//! Date-union alignment, rebasing, and forward-fill.

use std::collections::{BTreeSet, HashMap};

use rust_decimal::prelude::ToPrimitive;
use rust_decimal::Decimal;
use serde::{Deserialize, Serialize};

use navlens_core::{Date, NavSeries, NavlensResult};

use crate::window::ChartWindow;

/// One rebased series on the shared date axis.
///
/// `values` runs parallel to the owning set's `dates`; `None` marks a date
/// where the series has not yet started.
#[derive(Debug, Clone, PartialEq, Serialize, Deserialize)]
pub struct AlignedSeries {
    /// Name of the entity the series came from.
    pub name: String,

    /// Rebased (and forward-filled) values, one slot per axis date.
    pub values: Vec<Option<f64>>,
}

/// Chart-ready aligned view over several series.
///
/// Transient by design: recomputed per chart request, never persisted.
#[derive(Debug, Clone, PartialEq, Serialize, Deserialize)]
pub struct AlignedSeriesSet {
    /// The shared date axis, ascending.
    pub dates: Vec<Date>,

    /// One rebased series per input entity, in input order.
    pub series: Vec<AlignedSeries>,
}

impl AlignedSeriesSet {
    /// Returns the number of dates on the axis.
    #[must_use]
    pub fn len(&self) -> usize {
        self.dates.len()
    }

    /// Checks whether the axis is empty.
    #[must_use]
    pub fn is_empty(&self) -> bool {
        self.dates.is_empty()
    }

    /// Looks up a series by entity name.
    #[must_use]
    pub fn series_named(&self, name: &str) -> Option<&AlignedSeries> {
        self.series.iter().find(|s| s.name == name)
    }
}

/// Aligns several series onto a shared, range-filtered date axis for
/// visual comparison.
///
/// The axis is the union of every date in every input series, filtered to
/// the resolved window. Each series is rebased so its first in-window
/// observation plots at exactly 1.0, then forward-filled across sampling
/// gaps. Dates before a series' first in-window observation stay absent —
/// they are never back-filled from the future and never defaulted.
///
/// `range_start` feeds the [`ChartWindow::Itd`] window: the caller passes
/// the earliest inception date among the entities in view so all series
/// share one window start.
///
/// # Errors
///
/// Returns `NavlensError::InvalidDate` only if window resolution leaves
/// the supported calendar range; missing data is never an error here.
pub fn align(
    entities: &[NavSeries],
    window: ChartWindow,
    range_start: Date,
) -> NavlensResult<AlignedSeriesSet> {
    let axis: BTreeSet<Date> = entities
        .iter()
        .flat_map(|series| series.points().iter().map(|p| p.date))
        .collect();

    let latest = axis.iter().next_back().copied().unwrap_or_else(Date::today);
    let start = window.start_date(latest, range_start)?;

    let dates: Vec<Date> = axis.into_iter().filter(|d| *d >= start).collect();

    let series = entities
        .iter()
        .map(|entity| rebase_series(entity, &dates, start))
        .collect();

    Ok(AlignedSeriesSet { dates, series })
}

/// Rebases one series over the filtered axis and forward-fills its gaps.
fn rebase_series(entity: &NavSeries, dates: &[Date], start: Date) -> AlignedSeries {
    // Exact-date grid; a later duplicate wins, matching the as-of tie rule.
    let by_date: HashMap<Date, Decimal> = entity
        .points()
        .iter()
        .map(|p| (p.date, p.value))
        .collect();

    // A series with no in-window observation keeps the unit anchor; so does
    // a zero-valued one, which would otherwise make the division undefined.
    let anchor = entity
        .first_at_or_after(start)
        .map(|p| p.value)
        .filter(|v| !v.is_zero())
        .unwrap_or(Decimal::ONE);

    // Explicit fold: the accumulator carries the last defined value so gaps
    // fill forward, while dates before the first observation stay absent.
    let (values, _) = dates.iter().fold(
        (Vec::with_capacity(dates.len()), None),
        |(mut values, prev), date| {
            let current = by_date
                .get(date)
                .and_then(|value| (*value / anchor).to_f64())
                .or(prev);
            values.push(current);
            (values, current)
        },
    );

    AlignedSeries {
        name: entity.name.clone(),
        values,
    }
}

━━━━━━━━━━━━━━━━━━━━

**What is needed:** Among the lines of the data above, find those with the word "HashMap" and show them.

**Response area:**
use std::collections::{BTreeSet, HashMap};
    let by_date: HashMap<Date, Decimal> = entity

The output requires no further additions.